One of the episodes is about bush pilots. These pilots fly to deliver medication and food to the people living in the bushes of Alaska. There's thousands of them. And the weather in Alaska is dangerous, clearly the water is freezing cold, the weather pretty much just wants to kill them. Every single animal there wants to eat you.

You read these stories about a guy flying over the Arctic, his helicopter, his R22, his engine gives out. So he crashes his helicopter into the Arctic Ocean. As it's sinking, he's thinks, "Oh, I have to get my survival equipment."

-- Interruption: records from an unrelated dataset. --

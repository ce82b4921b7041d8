use std::io::IsTerminal;
use std::time::{SystemTime, UNIX_EPOCH};

use clap::ValueEnum;
use comfy_table::presets::{UTF8_FULL, UTF8_FULL_CONDENSED};
use comfy_table::{ColumnConstraint, ContentArrangement, Table, Width};
use pwmctl::frame::Reading;
use serde::Serialize;

#[derive(Clone, Debug, Copy, ValueEnum)]
pub enum OutputFormat {
    Json,
    Table,
    Pretty,
}

impl OutputFormat {
    pub fn default_for_stdout() -> Self {
        if std::io::stdout().is_terminal() {
            Self::Table
        } else {
            Self::Json
        }
    }
}

#[derive(Serialize)]
struct ReadingOutput<'a> {
    kind: &'a str,
    unit: &'a str,
    x: f32,
    y: f32,
    z: f32,
    timestamp: String,
}

#[derive(Serialize)]
struct CommandOutput<'a> {
    command: &'a str,
    port: &'a str,
    bytes: usize,
    timestamp: String,
}

/// Prints readings as they arrive.
///
/// The table format draws its header once and then one row per reading;
/// [`finish`](Self::finish) closes the table.
pub struct ReadingPrinter {
    format: OutputFormat,
    footer: Option<String>,
}

impl ReadingPrinter {
    pub fn new(format: OutputFormat) -> Self {
        Self {
            format,
            footer: None,
        }
    }

    pub fn print(&mut self, reading: &Reading) {
        for line in self.render(reading) {
            println!("{line}");
        }
    }

    /// Close the table, if one was started.
    pub fn finish(&mut self) {
        if let Some(footer) = self.footer.take() {
            println!("{footer}");
        }
    }

    fn render(&mut self, reading: &Reading) -> Vec<String> {
        match self.format {
            OutputFormat::Json => {
                let out = ReadingOutput {
                    kind: reading.kind.as_str(),
                    unit: reading.kind.unit(),
                    x: reading.x,
                    y: reading.y,
                    z: reading.z,
                    timestamp: now_unix_millis(),
                };
                vec![serde_json::to_string(&out).unwrap_or_else(|_| "{}".to_string())]
            }
            OutputFormat::Table => {
                let header = self.footer.is_none();
                let mut lines: Vec<String> = reading_table(reading, header).lines().collect();
                let footer = lines.pop();
                if header {
                    self.footer = footer;
                    lines
                } else {
                    // Drop the top border; the rows join the open table.
                    lines.into_iter().skip(1).collect()
                }
            }
            OutputFormat::Pretty => vec![format!(
                "{:<4} x={:>10.4} y={:>10.4} z={:>10.4} {}",
                reading.kind,
                reading.x,
                reading.y,
                reading.z,
                reading.kind.unit()
            )],
        }
    }
}

/// Fixed column widths keep rows from separate renders aligned.
fn reading_table(reading: &Reading, header: bool) -> Table {
    let mut table = Table::new();
    table
        .load_preset(UTF8_FULL_CONDENSED)
        .set_content_arrangement(ContentArrangement::Disabled)
        .set_constraints([6u16, 14, 14, 14, 7].map(|width| {
            ColumnConstraint::Absolute(Width::Fixed(width))
        }));
    if header {
        table.set_header(vec!["KIND", "X", "Y", "Z", "UNIT"]);
    }
    table.add_row(vec![
        reading.kind.to_string(),
        reading.x.to_string(),
        reading.y.to_string(),
        reading.z.to_string(),
        reading.kind.unit().to_string(),
    ]);
    table
}

pub fn print_sent(command: &str, port: &str, bytes: usize, format: OutputFormat) {
    match format {
        OutputFormat::Json => {
            let out = CommandOutput {
                command,
                port,
                bytes,
                timestamp: now_unix_millis(),
            };
            println!(
                "{}",
                serde_json::to_string(&out).unwrap_or_else(|_| "{}".to_string())
            );
        }
        OutputFormat::Table => {
            let mut table = Table::new();
            table
                .load_preset(UTF8_FULL)
                .set_content_arrangement(ContentArrangement::Dynamic)
                .set_header(vec!["COMMAND", "PORT", "BYTES"])
                .add_row(vec![command.to_string(), port.to_string(), bytes.to_string()]);
            println!("{table}");
        }
        OutputFormat::Pretty => {
            println!("sent {command} to {port} ({bytes} bytes)");
        }
    }
}

fn now_unix_millis() -> String {
    SystemTime::now()
        .duration_since(UNIX_EPOCH)
        .map(|d| d.as_millis().to_string())
        .unwrap_or_else(|_| "0".to_string())
}
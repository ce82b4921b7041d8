use std::io::ErrorKind;

use bytes::{Buf, Bytes, BytesMut};
use tracing::debug;

use crate::error::{Result, TransportError};
use crate::traits::{Port, PortCloser, Transport};

/// Default number of bytes requested from the port per read call.
pub const DEFAULT_READ_CHUNK_SIZE: usize = 1024;

/// Configuration for [`IoTransport`].
#[derive(Debug, Clone)]
pub struct IoTransportConfig {
    /// Bytes requested from the port per read call. Default: 1 KiB.
    pub read_chunk_size: usize,
}

impl Default for IoTransportConfig {
    fn default() -> Self {
        Self {
            read_chunk_size: DEFAULT_READ_CHUNK_SIZE,
        }
    }
}

/// Drives the [`Transport`] protocol over any [`Port`].
///
/// Bytes read past a delimiter are retained for the next `read_until` call.
/// `clear_input_buffer` drops them together with the port's own input queue.
pub struct IoTransport<P> {
    inner: P,
    buf: BytesMut,
    config: IoTransportConfig,
    closed: bool,
}

impl<P: Port> IoTransport<P> {
    /// Create a transport with default configuration.
    pub fn new(inner: P) -> Self {
        Self::with_config(inner, IoTransportConfig::default())
    }

    /// Create a transport with explicit configuration.
    pub fn with_config(inner: P, config: IoTransportConfig) -> Self {
        Self {
            inner,
            buf: BytesMut::with_capacity(config.read_chunk_size.max(1)),
            config,
            closed: false,
        }
    }

    /// Mark the transport closed and shut the port down. Every later
    /// operation fails with [`TransportError::Closed`].
    ///
    /// This needs exclusive access. To interrupt a read that is already
    /// blocked on another thread, use [`Transport::closer`].
    pub fn close(&mut self) {
        if !self.closed {
            debug!("closing transport");
            if let Some(closer) = self.inner.closer() {
                closer.close();
            }
        }
        self.closed = true;
        self.buf.clear();
    }

    /// Whether the transport has been closed or hung up.
    pub fn is_closed(&self) -> bool {
        self.closed
    }

    /// Number of received bytes not yet returned by `read_until`.
    pub fn buffered_len(&self) -> usize {
        self.buf.len()
    }

    /// Borrow the underlying port.
    pub fn get_ref(&self) -> &P {
        &self.inner
    }

    /// Mutably borrow the underlying port.
    pub fn get_mut(&mut self) -> &mut P {
        &mut self.inner
    }

    /// Consume the transport and return the inner port.
    pub fn into_inner(self) -> P {
        self.inner
    }

    /// Current transport configuration.
    pub fn config(&self) -> &IoTransportConfig {
        &self.config
    }

    fn ensure_open(&self) -> Result<()> {
        if self.closed {
            return Err(TransportError::Closed);
        }
        Ok(())
    }

    fn fail(&mut self, err: TransportError) -> TransportError {
        if err.is_closed() {
            self.closed = true;
        }
        err
    }
}

impl<P: Port> Transport for IoTransport<P> {
    fn write(&mut self, bytes: &[u8]) -> Result<()> {
        self.ensure_open()?;

        let mut offset = 0usize;
        while offset < bytes.len() {
            match self.inner.write(&bytes[offset..]) {
                Ok(0) => return Err(self.fail(TransportError::Closed)),
                Ok(n) => offset += n,
                Err(err) if err.kind() == ErrorKind::Interrupted => continue,
                Err(err) => return Err(self.fail(TransportError::from_io(err))),
            }
        }

        loop {
            match self.inner.flush() {
                Ok(()) => return Ok(()),
                Err(err) if err.kind() == ErrorKind::Interrupted => continue,
                Err(err) => return Err(self.fail(TransportError::from_io(err))),
            }
        }
    }

    fn read_until(&mut self, delimiter: u8) -> Result<Bytes> {
        self.ensure_open()?;

        let chunk_size = self.config.read_chunk_size.max(1);
        let mut scanned = 0usize;
        loop {
            if let Some(pos) = self.buf[scanned..].iter().position(|&b| b == delimiter) {
                let frame = self.buf.split_to(scanned + pos).freeze();
                self.buf.advance(1);
                return Ok(frame);
            }
            scanned = self.buf.len();

            let start = self.buf.len();
            self.buf.resize(start + chunk_size, 0);
            match self.inner.read(&mut self.buf[start..]) {
                Ok(0) => {
                    self.buf.truncate(start);
                    return Err(self.fail(TransportError::Closed));
                }
                Ok(n) => self.buf.truncate(start + n),
                Err(err) if err.kind() == ErrorKind::Interrupted => {
                    self.buf.truncate(start);
                    continue;
                }
                Err(err) => {
                    self.buf.truncate(start);
                    return Err(self.fail(TransportError::from_io(err)));
                }
            }
        }
    }

    fn clear_input_buffer(&mut self) -> Result<()> {
        self.ensure_open()?;

        let dropped = self.buf.len();
        self.buf.clear();
        self.inner
            .discard_input()
            .map_err(|err| self.fail(TransportError::from_io(err)))?;
        debug!(dropped, "cleared input buffer");
        Ok(())
    }

    fn closer(&self) -> Option<PortCloser> {
        self.inner.closer()
    }
}

impl<P> std::fmt::Debug for IoTransport<P> {
    fn fmt(&self, f: &mut std::fmt::Formatter<'_>) -> std::fmt::Result {
        f.debug_struct("IoTransport")
            .field("buffered", &self.buf.len())
            .field("closed", &self.closed)
            .finish()
    }
}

So he dives down into the Arctic Ocean, essentially a free dive, while his helicopter is submerging, to grab his bag, to swim to an iceberg where he has to fight for his survival against polar bears for three days and then he lives. That's a true story. For this dude, it's his job. He wasn't trying to be a Bear Grylls. He was just trying to deliver antibiotics.

Tim gets some rodeo training on "Hard to Kill." (Discovery)

Every single one of these jobs has countless stories of men and women doing these things. And it's just that it was humbling, it was sometimes humiliating because I'm not good at these things. I'm good at a lot of things. I'm not good at skiing, but you're gonna put me on top of a mountain where there's an avalanche zone and you're gonna make me ski it? You want a recipe for disaster? There you go. You'll see it. You're going to watch me tumble down this g**damn mountain and get engulfed in f**king snow.

It's because I believe in the process and I believe that the viewers are smarter than they've been treated for the last ten years. To watch this show, you better be, because it's not eye candy. It's about a belief and commitment in these people who do these jobs.

Tim's in a helo trainer on "Hard to Kill." (Discovery)

You do a great job of getting these people to trust you and give details about how they work.

Yeah, that's the hardest part. It's real people, it's real lives, it's real jobs. With the commercial fisherman, it's listening to the guy tell the story that he used to have five cousins, now he has two, because the other three are at the bottom of the ocean. He's a third-generation fisherman, but he never grew up with his grandfather because grandpa went over the side of the boat. When he hit the drink, nobody ever saw him again.

You look at guys who are missing fingers on their hands. What happened? And they're like, "It was a Tuesday." F**k. And it's hard to talk about those things. I don't want to talk about the times I got blown up or the times I saw my friends get hurt or the times that I had to hurt somebody. I never want to talk about those things.

But the experiences these people have are important in understanding their lives and their jobs. Fortunately, they are as brave in front of a camera as they are on a ship or on a boat or in an aircraft, and they give us a glimpse into what their lives look like, and it's humbling.